(Saved data entries)
//! Coarse permission checks applied before a statement is optimized.
//!
//! A session carries a set of [`Permission`]s. The top-level statement kind
//! determines which permission is required; a missing permission fails the
//! query before any planning work is done.

use std::collections::HashSet;
use std::str::FromStr;

use crate::errors::{Error, Result};

/// Permissions a session may hold
#[derive(Debug, Clone, Copy, PartialEq, Eq, Hash)]
pub enum Permission {
    /// Run EXPLAIN ANALYZE
    Analyze,
    /// Run SET and other session-mutating statements
    Execute,
    /// Run read queries (SELECT, SHOW, EXPLAIN)
    Query,
}

impl Permission {
    /// The full permission set granted to a default session
    pub fn all() -> HashSet<Permission> {
        [Permission::Analyze, Permission::Execute, Permission::Query]
            .into_iter()
            .collect()
    }
}

impl FromStr for Permission {
    type Err = Error;

    fn from_str(value: &str) -> Result<Self> {
        match value.to_ascii_lowercase().as_str() {
            "analyze" => Ok(Permission::Analyze),
            "execute" => Ok(Permission::Execute),
            "query" => Ok(Permission::Query),
            other => Err(Error::Programming(format!(
                "invalid permission '{other}', expected one of analyze, execute, query"
            ))),
        }
    }
}

/// Parse a list of permission literals into a set.
///
/// An empty input is a programming error: a session with no permissions
/// cannot run anything, which is never what the caller intended.
pub fn parse_permissions<I, S>(values: I) -> Result<HashSet<Permission>>
where
    I: IntoIterator<Item = S>,
    S: AsRef<str>,
{
    let mut permissions = HashSet::new();
    for value in values {
        permissions.insert(value.as_ref().parse::<Permission>()?);
    }
    if permissions.is_empty() {
        return Err(Error::Programming(
            "permissions set cannot be empty".to_string(),
        ));
    }
    Ok(permissions)
}

/// Check that the session holds the permission a statement kind requires.
pub fn check_permission(required: Permission, held: &HashSet<Permission>) -> Result<()> {
    if held.contains(&required) {
        Ok(())
    } else {
        Err(Error::Permissions(format!("{required:?} permission required")))
    }
}

#[cfg(test)]
mod tests {
    use super::*;

    #[test]
    fn parse_valid_permissions() {
        let permissions =
            parse_permissions(["query", "analyze"]).expect("permissions should parse");
        assert!(permissions.contains(&Permission::Query));
        assert!(permissions.contains(&Permission::Analyze));
        assert!(!permissions.contains(&Permission::Execute));
    }

    #[test]
    fn invalid_literal_is_programming_error() {
        let result = parse_permissions(["query", "fly"]);
        assert!(matches!(result, Err(Error::Programming(_))));
    }

    #[test]
    fn empty_set_is_programming_error() {
        let result = parse_permissions(Vec::<&str>::new());
        assert!(matches!(result, Err(Error::Programming(_))));
    }

    #[test]
    fn check_missing_permission_fails() {
        let held = parse_permissions(["query"]).expect("permissions should parse");
        assert!(check_permission(Permission::Query, &held).is_ok());
        assert!(matches!(
            check_permission(Permission::Execute, &held),
            Err(Error::Permissions(_))
        ));
    }
}
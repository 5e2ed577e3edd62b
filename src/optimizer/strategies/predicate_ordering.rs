//! Optimization Rule - Predicate Ordering
//!
//! Goal: faster execution.
//!
//! Orders the conditions inside a flattened filter chain so the cheapest
//! comparisons run first, using per-type cost estimates for a basic
//! comparison. This doesn't yet account for selectivity, or for complex
//! ORed sub-conditions, so a pathological ordering is still possible; the
//! estimates only consider the operand type.

use crate::errors::Result;
use crate::expression::operator_map::comparison_cost;
use crate::expression::{Node, NodeType};
use crate::optimizer::{get_nodes_of_type, OptimizationStrategy, OptimizerContext};
use crate::plan::{LogicalPlan, LogicalPlanNode, LogicalPlanStepType};
use crate::statistics::QueryStatistics;
use crate::value::ValueType;

pub struct PredicateOrderingStrategy {
    statistics: QueryStatistics,
}

impl PredicateOrderingStrategy {
    pub fn new(statistics: QueryStatistics) -> Self {
        PredicateOrderingStrategy { statistics }
    }
}

fn predicate_cost(predicate: &Node) -> f64 {
    let value_type = predicate
        .left
        .as_ref()
        .and_then(|left| left.schema_column.as_ref())
        .map_or(ValueType::Missing, |column| column.value_type);
    comparison_cost(value_type)
}

/// Stable sort cheapest-first; returns whether anything moved.
pub fn order_predicates(predicates: &mut Vec<Node>) -> bool {
    let mut indexed: Vec<(f64, usize)> = predicates
        .iter()
        .enumerate()
        .map(|(i, p)| (predicate_cost(p), i))
        .collect();
    indexed.sort_by(|a, b| a.0.partial_cmp(&b.0).unwrap_or(std::cmp::Ordering::Equal));
    let changed = indexed.iter().enumerate().any(|(position, (_, original))| {
        position > 0 && indexed[position - 1].1 > *original
    });
    let reordered: Vec<Node> = indexed
        .into_iter()
        .map(|(_, i)| predicates[i].clone())
        .collect();
    *predicates = reordered;
    changed
}

impl OptimizationStrategy for PredicateOrderingStrategy {
    fn name(&self) -> &'static str {
        "PredicateOrdering"
    }

    fn visit(&self, node: &LogicalPlanNode, context: &mut OptimizerContext) -> Result<()> {
        if node.step != LogicalPlanStepType::Filter {
            return Ok(());
        }
        let Some(condition) = &node.condition else {
            return Ok(());
        };
        if condition.node_type != NodeType::Dnf {
            return Ok(());
        }
        let mut node = node.clone();
        let mut condition = condition.clone();
        if order_predicates(&mut condition.parameters) {
            self.statistics
                .increment("optimization_cost_based_predicate_ordering", 1);
        }
        node.condition = Some(condition);
        context
            .optimized_plan
            .add_node(context.node_id.clone(), node);
        Ok(())
    }

    fn should_i_run(&self, plan: &LogicalPlan) -> bool {
        !get_nodes_of_type(plan, &[LogicalPlanStepType::Filter]).is_empty()
    }
}

#[cfg(test)]
mod tests {
    use super::*;
    use crate::expression::CompareOp;
    use crate::schema::SchemaColumn;
    use crate::value::Value;

    fn typed_predicate(value_type: ValueType) -> Node {
        Node::comparison(
            CompareOp::Eq,
            Node::bound_identifier(SchemaColumn::new("c", value_type)),
            Node::literal(Value::Integer(0)),
        )
    }

    #[test]
    fn cheap_comparisons_move_to_the_front() {
        let mut predicates = vec![
            typed_predicate(ValueType::Varchar),
            typed_predicate(ValueType::Integer),
            typed_predicate(ValueType::Boolean),
        ];
        let changed = order_predicates(&mut predicates);
        assert!(changed);
        let types: Vec<ValueType> = predicates
            .iter()
            .map(|p| {
                p.left
                    .as_ref()
                    .and_then(|l| l.schema_column.as_ref())
                    .map(|c| c.value_type)
                    .expect("typed predicate")
            })
            .collect();
        assert_eq!(
            types,
            vec![ValueType::Integer, ValueType::Boolean, ValueType::Varchar]
        );
    }

    #[test]
    fn already_ordered_predicates_report_no_change() {
        let mut predicates = vec![
            typed_predicate(ValueType::Integer),
            typed_predicate(ValueType::Varchar),
        ];
        assert!(!order_predicates(&mut predicates));
    }
}
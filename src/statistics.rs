//! Query statistics collection.
//!
//! Every operator and optimizer strategy increments named counters on a
//! [`QueryStatistics`] handle. Handles are cheap to clone and safe to share
//! across the worker pool. A process-scoped registry maps query ids to
//! statistics so the CLI can report on a query after it has run; the
//! registry is capped so long-lived processes don't accumulate entries.
//!
//! Time counters (`time_*`) are recorded in nanoseconds and reported in
//! seconds.

use std::collections::BTreeMap;
use std::sync::atomic::{AtomicU64, Ordering};
use std::sync::{Arc, OnceLock};

use dashmap::DashMap;
use parking_lot::Mutex;

const REGISTRY_CAP: usize = 50;

#[derive(Default)]
struct StatsInner {
    counters: DashMap<String, AtomicU64>,
    messages: Mutex<Vec<String>>,
}

/// Shared, thread-safe named counters for a single query
#[derive(Clone, Default)]
pub struct QueryStatistics {
    inner: Arc<StatsInner>,
}

impl QueryStatistics {
    pub fn new() -> Self {
        Self::default()
    }

    /// Fetch (or create) the statistics for a query id from the
    /// process-scoped registry.
    pub fn for_query(query_id: &str) -> Self {
        static REGISTRY: OnceLock<DashMap<String, QueryStatistics>> = OnceLock::new();
        let registry = REGISTRY.get_or_init(DashMap::new);
        if let Some(existing) = registry.get(query_id) {
            return existing.clone();
        }
        if registry.len() >= REGISTRY_CAP {
            // drop an arbitrary old entry to bound the registry; the key
            // is cloned out first so no shard lock is held across the
            // removal
            let stale = registry.iter().next().map(|e| e.key().clone());
            if let Some(stale) = stale {
                registry.remove(&stale);
            }
        }
        let stats = QueryStatistics::new();
        registry.insert(query_id.to_string(), stats.clone());
        stats
    }

    /// Add `delta` to the named counter, creating it at zero if absent.
    pub fn increment(&self, name: &str, delta: u64) {
        if let Some(counter) = self.inner.counters.get(name) {
            counter.fetch_add(delta, Ordering::Relaxed);
            return;
        }
        self.inner
            .counters
            .entry(name.to_string())
            .or_insert_with(|| AtomicU64::new(0))
            .fetch_add(delta, Ordering::Relaxed);
    }

    /// Record elapsed nanoseconds against a `time_*` counter.
    pub fn add_time(&self, name: &str, nanoseconds: u64) {
        debug_assert!(name.starts_with("time_"));
        self.increment(name, nanoseconds);
    }

    pub fn get(&self, name: &str) -> u64 {
        self.inner
            .counters
            .get(name)
            .map(|c| c.load(Ordering::Relaxed))
            .unwrap_or(0)
    }

    /// Collect warnings raised while planning or executing.
    pub fn add_message(&self, message: impl Into<String>) {
        self.inner.messages.lock().push(message.into());
    }

    pub fn messages(&self) -> Vec<String> {
        self.inner.messages.lock().clone()
    }

    /// Snapshot all counters, converting `time_*` entries to seconds.
    pub fn as_map(&self) -> BTreeMap<String, f64> {
        let mut snapshot = BTreeMap::new();
        for entry in self.inner.counters.iter() {
            let value = entry.value().load(Ordering::Relaxed);
            if entry.key().starts_with("time_") {
                snapshot.insert(entry.key().clone(), value as f64 / 1e9);
            } else {
                snapshot.insert(entry.key().clone(), value as f64);
            }
        }
        snapshot
    }
}

impl std::fmt::Debug for QueryStatistics {
    fn fmt(&self, f: &mut std::fmt::Formatter<'_>) -> std::fmt::Result {
        f.debug_struct("QueryStatistics")
            .field("counters", &self.as_map())
            .finish()
    }
}
//! UNION ALL: concatenates its inputs. Column layout is taken from the
//! first morsel to arrive; later inputs are mapped positionally onto it.
//! Plain UNION deduplicates by having the planner wrap this operator in a
//! Distinct.

use crate::errors::{Error, Result};
use crate::morsel::{Column, Message, Morsel};
use crate::operators::ExecutionContext;

pub struct UnionOperator {
    expected_inputs: usize,
    eos_seen: usize,
    layout: Option<Vec<Column>>,
}

impl UnionOperator {
    pub fn new(expected_inputs: usize) -> Self {
        UnionOperator {
            expected_inputs,
            eos_seen: 0,
            layout: None,
        }
    }

    pub fn process(
        &mut self,
        message: Message,
        context: &ExecutionContext,
    ) -> Result<Vec<Message>> {
        match message {
            Message::Morsel(morsel) => {
                context
                    .statistics
                    .increment("rows_seen_by_union", morsel.row_count() as u64);
                let layout = self
                    .layout
                    .get_or_insert_with(|| morsel.columns().to_vec());
                if morsel.column_count() != layout.len() {
                    return Err(Error::Sql(format!(
                        "UNION legs have different column counts ({} vs {})",
                        layout.len(),
                        morsel.column_count()
                    )));
                }
                // remap onto the first leg's names and identities
                let columns: Vec<Column> = layout
                    .iter()
                    .zip(morsel.columns().iter())
                    .map(|(template, data)| {
                        Column::new(
                            &template.name,
                            &template.identity,
                            data.value_type,
                            data.values.clone(),
                        )
                    })
                    .collect();
                Ok(vec![Message::Morsel(Morsel::new(columns)?)])
            }
            Message::Eos => {
                self.eos_seen += 1;
                if self.eos_seen >= self.expected_inputs {
                    Ok(vec![Message::Eos])
                } else {
                    Ok(Vec::new())
                }
            }
        }
    }
}
//! # The Optimizer
//!
//! A fixed, ordered pipeline of strategies, each a visitor over the
//! logical plan. Traversal starts at the plan's single exit point and
//! walks down towards the scans; this top-down approach suits the primary
//! activities involved: splitting nodes, rewriting individual nodes, and
//! pushing predicates, projections, limits and distincts towards the
//! reads.
//!
//! Each strategy sees a fresh [`OptimizerContext`]: the plan as it stood
//! before the strategy (`pre_optimized_tree`), the plan being built
//! (`optimized_plan`, seeded with a copy), and the collections that
//! accumulate pushdown candidates across the traversal. `complete` flushes
//! whatever is still pending and hands the next strategy its input.

pub mod strategies;

use std::collections::HashSet;

use tracing::debug;

use crate::errors::Result;
use crate::plan::{LogicalPlan, LogicalPlanNode, LogicalPlanStepType, Nid};
use crate::statistics::QueryStatistics;

/// State carried through one strategy's traversal of the plan.
pub struct OptimizerContext {
    pub node_id: Nid,
    pub parent_nid: Option<Nid>,
    pub last_nid: Option<Nid>,
    pub pre_optimized_tree: LogicalPlan,
    pub optimized_plan: LogicalPlan,

    pub seen_projections: usize,
    pub seen_unions: usize,
    pub seen_distincts: usize,

    /// Predicates lifted out of the plan, waiting for a scan or join to
    /// accept them
    pub collected_predicates: Vec<LogicalPlanNode>,
    /// Column identities referenced by operators already visited
    pub collected_identities: HashSet<String>,
    /// Distinct nodes waiting for an unnest to absorb them
    pub collected_distincts: Vec<LogicalPlanNode>,
    /// Limit / heap-sort nodes waiting to move below projections or into
    /// scans
    pub collected_limits: Vec<LogicalPlanNode>,
    /// Left-outer joins noted for the join rewriter
    pub collected_joins: Vec<LogicalPlanNode>,
    /// FILTER(FALSE) nodes noted for empty-table elimination
    pub false_filters: Vec<Nid>,

    pub statistics: QueryStatistics,
}

impl OptimizerContext {
    pub fn new(plan: &LogicalPlan, statistics: QueryStatistics) -> Self {
        OptimizerContext {
            node_id: String::new(),
            parent_nid: None,
            last_nid: None,
            pre_optimized_tree: plan.clone(),
            optimized_plan: plan.clone(),
            seen_projections: 0,
            seen_unions: 0,
            seen_distincts: 0,
            collected_predicates: Vec::new(),
            collected_identities: HashSet::new(),
            collected_distincts: Vec::new(),
            collected_limits: Vec::new(),
            collected_joins: Vec::new(),
            false_filters: Vec::new(),
            statistics,
        }
    }
}

/// One optimization rule.
pub trait OptimizationStrategy {
    fn name(&self) -> &'static str;

    /// Called for every node, top-down from the exit point. The node is a
    /// copy from the pre-optimized tree; mutations go to
    /// `context.optimized_plan`.
    fn visit(&self, node: &LogicalPlanNode, context: &mut OptimizerContext) -> Result<()>;

    /// Flush per-strategy state and return the finished plan.
    fn complete(&self, context: OptimizerContext) -> Result<LogicalPlan> {
        Ok(context.optimized_plan)
    }

    /// Skip the traversal entirely when the plan has no candidate nodes.
    fn should_i_run(&self, _plan: &LogicalPlan) -> bool {
        true
    }
}

/// Node ids of all steps matching `types`, in plan insertion order.
pub fn get_nodes_of_type(plan: &LogicalPlan, types: &[LogicalPlanStepType]) -> Vec<Nid> {
    plan.nodes()
        .filter(|(_, node)| types.contains(&node.step))
        .map(|(nid, _)| nid.clone())
        .collect()
}

/// The rule pipeline, applied in a fixed order.
pub struct CostBasedOptimizer {
    strategies: Vec<Box<dyn OptimizationStrategy>>,
    statistics: QueryStatistics,
    disabled: bool,
}

impl CostBasedOptimizer {
    pub fn new(statistics: QueryStatistics, disabled: bool) -> Self {
        let strategies = strategies::ordered_strategies(statistics.clone());
        CostBasedOptimizer {
            strategies,
            statistics,
            disabled,
        }
    }

    /// Run every strategy in sequence, each producing a new plan.
    pub fn optimize(&self, plan: LogicalPlan) -> Result<LogicalPlan> {
        if self.disabled {
            debug!("optimizer disabled, plan passed through unchanged");
            return Ok(plan);
        }
        let mut current = plan;
        for strategy in &self.strategies {
            if !strategy.should_i_run(&current) {
                continue;
            }
            debug!(strategy = strategy.name(), "applying optimization strategy");
            current = apply_strategy(&current, strategy.as_ref(), self.statistics.clone())?;
        }
        Ok(current)
    }
}

/// Apply a single strategy to a plan: traverse depth-first from the exit
/// point, then run the strategy's `complete` hook.
pub fn apply_strategy(
    plan: &LogicalPlan,
    strategy: &dyn OptimizationStrategy,
    statistics: QueryStatistics,
) -> Result<LogicalPlan> {
    let root = plan.exit_point()?;
    let mut context = OptimizerContext::new(plan, statistics);
    visit_down(&root, None, strategy, &mut context)?;
    strategy.complete(context)
}

fn visit_down(
    nid: &str,
    parent: Option<&str>,
    strategy: &dyn OptimizationStrategy,
    context: &mut OptimizerContext,
) -> Result<()> {
    let Some(node) = context.pre_optimized_tree.get(nid).cloned() else {
        return Ok(());
    };
    context.node_id = nid.to_string();
    context.parent_nid = parent.map(str::to_string);
    strategy.visit(&node, context)?;
    context.last_nid = Some(nid.to_string());

    for (child, _, _) in context.pre_optimized_tree.ingoing_edges(nid) {
        visit_down(&child, Some(nid), strategy, context)?;
    }
    Ok(())
}

#[cfg(test)]
mod tests {
    use super::*;
    use crate::plan::LogicalPlanNode;

    struct NullStrategy;

    impl OptimizationStrategy for NullStrategy {
        fn name(&self) -> &'static str {
            "Null"
        }

        fn visit(&self, _node: &LogicalPlanNode, _context: &mut OptimizerContext) -> Result<()> {
            Ok(())
        }
    }

    fn two_node_plan() -> LogicalPlan {
        let mut plan = LogicalPlan::new();
        plan.add_node("scan", LogicalPlanNode::new(LogicalPlanStepType::Scan));
        plan.add_node("exit", LogicalPlanNode::new(LogicalPlanStepType::Exit));
        plan.add_edge("scan", "exit", None).expect("acyclic");
        plan
    }

    #[test]
    fn null_strategy_preserves_plan() {
        let plan = two_node_plan();
        let optimized = apply_strategy(&plan, &NullStrategy, QueryStatistics::new())
            .expect("traversal succeeds");
        assert_eq!(optimized.node_count(), 2);
    }

    #[test]
    fn disabled_optimizer_passes_through() {
        let optimizer = CostBasedOptimizer::new(QueryStatistics::new(), true);
        let plan = two_node_plan();
        let optimized = optimizer.optimize(plan).expect("pass-through succeeds");
        assert_eq!(optimized.node_count(), 2);
    }

    #[test]
    fn node_type_filter_finds_steps() {
        let plan = two_node_plan();
        let scans = get_nodes_of_type(&plan, &[LogicalPlanStepType::Scan]);
        assert_eq!(scans, vec!["scan".to_string()]);
    }
}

◆ What to produce
Which of the lines above mention the word "towards"? Pull those lines out.

◆ Answer to the problem
//! walks down towards the scans; this top-down approach suits the primary
//! pushing predicates, projections, limits and distincts towards the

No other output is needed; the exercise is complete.